Exercise inputs Start Marker
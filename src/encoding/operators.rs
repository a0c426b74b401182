//! Configurable genetic operators for FJSP chromosomes.
//!
//! Provides runtime-selectable crossover and mutation strategies for both
//! chromosome layers via [`GeneticOperators`].
//!
//! # Usage
//!
//! ```
//! use u_fjsp::encoding::operators::{
//!     AssignmentCrossover, GeneticOperators, SequenceCrossover, SequenceMutation,
//! };
//!
//! let ops = GeneticOperators::default();
//! assert_eq!(ops.sequence_crossover, SequenceCrossover::Pox);
//! assert_eq!(ops.assignment_crossover, AssignmentCrossover::Uniform);
//! assert_eq!(ops.sequence_mutation, SequenceMutation::Swap);
//! ```

use rand::Rng;
use serde::{Deserialize, Serialize};

use super::chromosome::{
    insert_mutation, invert_mutation, lox_crossover, pox_crossover, resample_mutation,
    swap_assignment_mutation, swap_mutation, two_point_assignment_crossover,
    uniform_assignment_crossover, Chromosome,
};
use crate::models::Instance;

/// Crossover strategy for the sequencing (OSV) layer.
#[derive(Debug, Clone, Copy, PartialEq, Eq, Serialize, Deserialize)]
pub enum SequenceCrossover {
    /// Precedence Operation Crossover (Bierwirth et al., 1996).
    Pox,
    /// Linear Order Crossover (Falkenauer & Bouffouix, 1991).
    Lox,
}

/// Crossover strategy for the machine-assignment (MAV) layer.
#[derive(Debug, Clone, Copy, PartialEq, Eq, Serialize, Deserialize)]
pub enum AssignmentCrossover {
    /// Exchange each gene with probability 0.5.
    Uniform,
    /// Exchange the genes between two cut points.
    TwoPoint,
}

/// Mutation strategy for the sequencing (OSV) layer.
#[derive(Debug, Clone, Copy, PartialEq, Eq, Serialize, Deserialize)]
pub enum SequenceMutation {
    /// Swap two random positions.
    Swap,
    /// Remove and reinsert at a random position.
    Insert,
    /// Reverse a random segment.
    Invert,
}

/// Mutation strategy for the machine-assignment (MAV) layer.
#[derive(Debug, Clone, Copy, PartialEq, Eq, Serialize, Deserialize)]
pub enum AssignmentMutation {
    /// Move one operation to another candidate machine.
    Resample,
    /// Exchange the machines of two operations when both stay eligible.
    Swap,
}

/// Runtime-selectable genetic operators.
///
/// Every combination preserves OSV occurrence counts and candidate-machine
/// membership, so offspring always decode.
///
/// # Example
///
/// ```
/// use u_fjsp::encoding::operators::{
///     AssignmentCrossover, AssignmentMutation, GeneticOperators, SequenceCrossover,
///     SequenceMutation,
/// };
///
/// let ops = GeneticOperators {
///     sequence_crossover: SequenceCrossover::Lox,
///     assignment_crossover: AssignmentCrossover::TwoPoint,
///     sequence_mutation: SequenceMutation::Invert,
///     assignment_mutation: AssignmentMutation::Swap,
/// };
/// ```
#[derive(Debug, Clone, Copy, PartialEq, Eq, Serialize, Deserialize)]
#[serde(default)]
pub struct GeneticOperators {
    /// OSV crossover strategy.
    pub sequence_crossover: SequenceCrossover,
    /// MAV crossover strategy.
    pub assignment_crossover: AssignmentCrossover,
    /// OSV mutation strategy.
    pub sequence_mutation: SequenceMutation,
    /// MAV mutation strategy.
    pub assignment_mutation: AssignmentMutation,
}

impl Default for GeneticOperators {
    fn default() -> Self {
        Self {
            sequence_crossover: SequenceCrossover::Pox,
            assignment_crossover: AssignmentCrossover::Uniform,
            sequence_mutation: SequenceMutation::Swap,
            assignment_mutation: AssignmentMutation::Resample,
        }
    }
}

impl GeneticOperators {
    /// Two-layer crossover: OSV first, then MAV between the resulting children.
    pub fn crossover<R: Rng>(
        &self,
        p1: &Chromosome,
        p2: &Chromosome,
        instance: &Instance,
        rng: &mut R,
    ) -> (Chromosome, Chromosome) {
        let job_count = instance.job_count();
        let (mut c1, mut c2) = match self.sequence_crossover {
            SequenceCrossover::Pox => pox_crossover(p1, p2, job_count, rng),
            SequenceCrossover::Lox => lox_crossover(p1, p2, job_count, rng),
        };
        match self.assignment_crossover {
            AssignmentCrossover::Uniform => uniform_assignment_crossover(&mut c1, &mut c2, rng),
            AssignmentCrossover::TwoPoint => two_point_assignment_crossover(&mut c1, &mut c2, rng),
        }
        (c1, c2)
    }

    /// Two-layer mutation: one OSV move and one MAV move.
    pub fn mutate<R: Rng>(&self, chromosome: &mut Chromosome, instance: &Instance, rng: &mut R) {
        match self.sequence_mutation {
            SequenceMutation::Swap => swap_mutation(chromosome, rng),
            SequenceMutation::Insert => insert_mutation(chromosome, rng),
            SequenceMutation::Invert => invert_mutation(chromosome, rng),
        }
        match self.assignment_mutation {
            AssignmentMutation::Resample => resample_mutation(chromosome, instance, rng),
            AssignmentMutation::Swap => swap_assignment_mutation(chromosome, instance, rng),
        }
    }
}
Exercise inputs End Marker
▸ About this task: Within the entries above, find the string "impl" and return each line that holds it.

▸ Answer space:
impl Default for GeneticOperators {
impl GeneticOperators {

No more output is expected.